[Saved entries]
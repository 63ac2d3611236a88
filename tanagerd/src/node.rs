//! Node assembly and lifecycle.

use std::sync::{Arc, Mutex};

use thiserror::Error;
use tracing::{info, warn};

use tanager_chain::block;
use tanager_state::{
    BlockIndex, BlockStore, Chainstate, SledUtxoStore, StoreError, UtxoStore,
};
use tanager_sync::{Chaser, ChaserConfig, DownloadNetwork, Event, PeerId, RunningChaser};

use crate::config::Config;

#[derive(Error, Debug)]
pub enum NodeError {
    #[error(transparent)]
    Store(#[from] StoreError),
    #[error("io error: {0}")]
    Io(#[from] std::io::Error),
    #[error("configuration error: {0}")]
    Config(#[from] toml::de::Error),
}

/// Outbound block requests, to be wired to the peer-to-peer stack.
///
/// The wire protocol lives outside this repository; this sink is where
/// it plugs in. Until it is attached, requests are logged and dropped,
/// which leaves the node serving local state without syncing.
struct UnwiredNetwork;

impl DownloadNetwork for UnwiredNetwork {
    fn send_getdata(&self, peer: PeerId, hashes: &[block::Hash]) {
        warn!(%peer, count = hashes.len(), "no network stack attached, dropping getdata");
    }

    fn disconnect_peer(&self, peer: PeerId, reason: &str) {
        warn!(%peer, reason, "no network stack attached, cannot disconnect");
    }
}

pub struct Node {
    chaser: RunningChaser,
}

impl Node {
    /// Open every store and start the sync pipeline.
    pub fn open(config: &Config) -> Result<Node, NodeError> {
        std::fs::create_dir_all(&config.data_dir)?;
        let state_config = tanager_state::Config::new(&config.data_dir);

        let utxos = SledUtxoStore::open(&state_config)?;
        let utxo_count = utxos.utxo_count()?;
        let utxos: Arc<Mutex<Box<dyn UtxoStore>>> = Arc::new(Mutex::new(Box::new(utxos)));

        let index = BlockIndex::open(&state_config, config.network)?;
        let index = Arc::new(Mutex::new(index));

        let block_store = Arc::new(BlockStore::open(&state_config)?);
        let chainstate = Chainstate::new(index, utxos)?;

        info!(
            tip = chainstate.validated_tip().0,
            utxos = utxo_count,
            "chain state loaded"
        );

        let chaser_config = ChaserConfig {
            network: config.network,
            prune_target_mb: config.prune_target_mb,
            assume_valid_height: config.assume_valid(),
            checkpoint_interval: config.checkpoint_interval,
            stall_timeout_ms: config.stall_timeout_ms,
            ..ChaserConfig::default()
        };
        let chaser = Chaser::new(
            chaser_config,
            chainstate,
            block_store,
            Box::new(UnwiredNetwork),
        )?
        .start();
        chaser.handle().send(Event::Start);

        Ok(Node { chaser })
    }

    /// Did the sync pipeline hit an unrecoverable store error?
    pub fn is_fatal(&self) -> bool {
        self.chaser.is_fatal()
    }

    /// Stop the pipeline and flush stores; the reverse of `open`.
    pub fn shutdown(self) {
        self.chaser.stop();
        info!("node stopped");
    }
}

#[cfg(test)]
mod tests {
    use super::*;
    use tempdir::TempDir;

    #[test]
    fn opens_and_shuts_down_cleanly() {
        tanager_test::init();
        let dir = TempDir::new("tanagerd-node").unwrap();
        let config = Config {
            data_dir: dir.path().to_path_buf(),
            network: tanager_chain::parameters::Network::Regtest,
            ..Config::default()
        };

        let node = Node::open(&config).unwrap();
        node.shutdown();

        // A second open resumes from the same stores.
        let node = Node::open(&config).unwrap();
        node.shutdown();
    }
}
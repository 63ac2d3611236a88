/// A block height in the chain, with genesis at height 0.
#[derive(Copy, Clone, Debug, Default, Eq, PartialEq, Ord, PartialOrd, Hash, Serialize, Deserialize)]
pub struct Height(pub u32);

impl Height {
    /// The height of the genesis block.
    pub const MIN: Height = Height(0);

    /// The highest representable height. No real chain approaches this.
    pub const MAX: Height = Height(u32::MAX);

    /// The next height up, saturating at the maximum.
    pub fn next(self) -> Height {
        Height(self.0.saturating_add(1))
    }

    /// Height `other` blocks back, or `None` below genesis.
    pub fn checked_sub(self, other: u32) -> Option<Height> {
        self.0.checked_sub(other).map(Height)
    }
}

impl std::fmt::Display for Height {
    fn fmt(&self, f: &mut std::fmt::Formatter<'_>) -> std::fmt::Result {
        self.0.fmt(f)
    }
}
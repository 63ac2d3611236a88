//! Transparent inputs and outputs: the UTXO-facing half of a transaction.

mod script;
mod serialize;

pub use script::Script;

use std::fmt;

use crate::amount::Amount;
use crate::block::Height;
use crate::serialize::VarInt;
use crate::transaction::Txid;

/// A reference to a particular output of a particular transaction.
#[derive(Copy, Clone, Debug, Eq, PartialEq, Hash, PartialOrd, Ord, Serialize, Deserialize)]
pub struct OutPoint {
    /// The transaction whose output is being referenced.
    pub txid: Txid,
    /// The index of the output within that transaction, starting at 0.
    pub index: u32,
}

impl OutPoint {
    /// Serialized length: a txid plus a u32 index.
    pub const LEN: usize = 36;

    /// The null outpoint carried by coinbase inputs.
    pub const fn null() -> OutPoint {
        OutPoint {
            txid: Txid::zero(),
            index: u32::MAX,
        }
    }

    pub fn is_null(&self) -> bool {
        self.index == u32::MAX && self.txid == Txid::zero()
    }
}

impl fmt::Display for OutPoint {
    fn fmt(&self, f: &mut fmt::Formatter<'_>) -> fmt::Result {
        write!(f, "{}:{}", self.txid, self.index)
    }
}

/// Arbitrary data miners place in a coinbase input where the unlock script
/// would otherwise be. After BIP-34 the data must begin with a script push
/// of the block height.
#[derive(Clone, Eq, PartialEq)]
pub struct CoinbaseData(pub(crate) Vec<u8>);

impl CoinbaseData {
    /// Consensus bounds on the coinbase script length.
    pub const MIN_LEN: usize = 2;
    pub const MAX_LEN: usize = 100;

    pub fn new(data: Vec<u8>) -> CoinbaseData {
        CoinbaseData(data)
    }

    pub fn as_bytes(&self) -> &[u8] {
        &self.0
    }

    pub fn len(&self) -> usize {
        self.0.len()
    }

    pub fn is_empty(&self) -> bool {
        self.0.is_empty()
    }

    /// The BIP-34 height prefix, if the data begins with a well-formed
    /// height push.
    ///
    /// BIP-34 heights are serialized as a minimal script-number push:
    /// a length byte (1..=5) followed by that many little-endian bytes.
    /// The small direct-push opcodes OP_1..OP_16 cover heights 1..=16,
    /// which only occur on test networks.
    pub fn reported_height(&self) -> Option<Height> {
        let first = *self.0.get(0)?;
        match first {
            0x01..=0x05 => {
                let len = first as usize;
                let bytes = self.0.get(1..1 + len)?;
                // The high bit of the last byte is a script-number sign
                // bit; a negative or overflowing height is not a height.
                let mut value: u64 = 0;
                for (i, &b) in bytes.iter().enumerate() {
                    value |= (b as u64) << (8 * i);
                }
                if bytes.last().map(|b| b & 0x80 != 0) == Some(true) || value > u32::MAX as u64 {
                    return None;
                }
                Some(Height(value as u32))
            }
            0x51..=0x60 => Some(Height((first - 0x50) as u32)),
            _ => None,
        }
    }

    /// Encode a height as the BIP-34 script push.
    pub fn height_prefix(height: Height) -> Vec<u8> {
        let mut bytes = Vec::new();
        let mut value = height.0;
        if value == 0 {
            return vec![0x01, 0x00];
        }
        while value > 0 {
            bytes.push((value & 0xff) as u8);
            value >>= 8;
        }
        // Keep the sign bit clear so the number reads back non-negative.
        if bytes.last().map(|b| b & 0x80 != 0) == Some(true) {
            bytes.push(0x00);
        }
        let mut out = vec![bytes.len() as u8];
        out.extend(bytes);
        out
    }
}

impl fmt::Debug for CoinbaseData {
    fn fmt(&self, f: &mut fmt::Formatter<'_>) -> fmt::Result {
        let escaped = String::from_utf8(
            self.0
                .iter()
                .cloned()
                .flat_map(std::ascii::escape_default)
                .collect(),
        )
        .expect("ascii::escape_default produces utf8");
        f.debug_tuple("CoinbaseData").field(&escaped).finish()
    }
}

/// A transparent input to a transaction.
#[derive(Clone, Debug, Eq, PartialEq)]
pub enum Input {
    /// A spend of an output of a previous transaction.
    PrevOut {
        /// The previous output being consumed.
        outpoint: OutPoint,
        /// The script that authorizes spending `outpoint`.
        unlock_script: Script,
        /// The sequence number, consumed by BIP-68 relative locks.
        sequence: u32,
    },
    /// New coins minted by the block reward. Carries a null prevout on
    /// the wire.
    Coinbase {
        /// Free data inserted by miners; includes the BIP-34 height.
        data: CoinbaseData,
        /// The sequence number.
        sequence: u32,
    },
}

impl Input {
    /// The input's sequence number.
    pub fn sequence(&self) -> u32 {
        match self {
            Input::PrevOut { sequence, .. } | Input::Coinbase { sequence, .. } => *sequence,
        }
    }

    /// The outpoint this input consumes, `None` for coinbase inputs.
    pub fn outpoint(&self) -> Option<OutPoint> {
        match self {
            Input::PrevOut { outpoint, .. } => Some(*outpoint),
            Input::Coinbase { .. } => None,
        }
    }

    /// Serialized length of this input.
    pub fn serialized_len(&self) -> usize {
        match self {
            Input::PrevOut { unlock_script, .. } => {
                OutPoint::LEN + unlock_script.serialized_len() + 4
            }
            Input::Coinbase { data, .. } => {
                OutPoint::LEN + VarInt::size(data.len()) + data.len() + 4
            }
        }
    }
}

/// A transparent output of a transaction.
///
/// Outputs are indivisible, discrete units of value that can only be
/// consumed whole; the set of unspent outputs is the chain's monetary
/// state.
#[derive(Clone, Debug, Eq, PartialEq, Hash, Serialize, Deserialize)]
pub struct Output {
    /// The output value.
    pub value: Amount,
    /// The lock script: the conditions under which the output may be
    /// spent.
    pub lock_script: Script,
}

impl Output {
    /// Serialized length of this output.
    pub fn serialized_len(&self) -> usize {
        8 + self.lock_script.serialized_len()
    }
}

● **WHAT YOU SHOULD DO**
Take the lines above from the one containing "to a transaction." to the one containing "of this output." and retype them exactly, both ends included, with nothing added.

● **SOLUTION FOR THIS EXERCISE**
/// A transparent input to a transaction.
#[derive(Clone, Debug, Eq, PartialEq)]
pub enum Input {
    /// A spend of an output of a previous transaction.
    PrevOut {
        /// The previous output being consumed.
        outpoint: OutPoint,
        /// The script that authorizes spending `outpoint`.
        unlock_script: Script,
        /// The sequence number, consumed by BIP-68 relative locks.
        sequence: u32,
    },
    /// New coins minted by the block reward. Carries a null prevout on
    /// the wire.
    Coinbase {
        /// Free data inserted by miners; includes the BIP-34 height.
        data: CoinbaseData,
        /// The sequence number.
        sequence: u32,
    },
}

impl Input {
    /// The input's sequence number.
    pub fn sequence(&self) -> u32 {
        match self {
            Input::PrevOut { sequence, .. } | Input::Coinbase { sequence, .. } => *sequence,
        }
    }

    /// The outpoint this input consumes, `None` for coinbase inputs.
    pub fn outpoint(&self) -> Option<OutPoint> {
        match self {
            Input::PrevOut { outpoint, .. } => Some(*outpoint),
            Input::Coinbase { .. } => None,
        }
    }

    /// Serialized length of this input.
    pub fn serialized_len(&self) -> usize {
        match self {
            Input::PrevOut { unlock_script, .. } => {
                OutPoint::LEN + unlock_script.serialized_len() + 4
            }
            Input::Coinbase { data, .. } => {
                OutPoint::LEN + VarInt::size(data.len()) + data.len() + 4
            }
        }
    }
}

/// A transparent output of a transaction.
///
/// Outputs are indivisible, discrete units of value that can only be
/// consumed whole; the set of unspent outputs is the chain's monetary
/// state.
#[derive(Clone, Debug, Eq, PartialEq, Hash, Serialize, Deserialize)]
pub struct Output {
    /// The output value.
    pub value: Amount,
    /// The lock script: the conditions under which the output may be
    /// spent.
    pub lock_script: Script,
}

impl Output {
    /// Serialized length of this output.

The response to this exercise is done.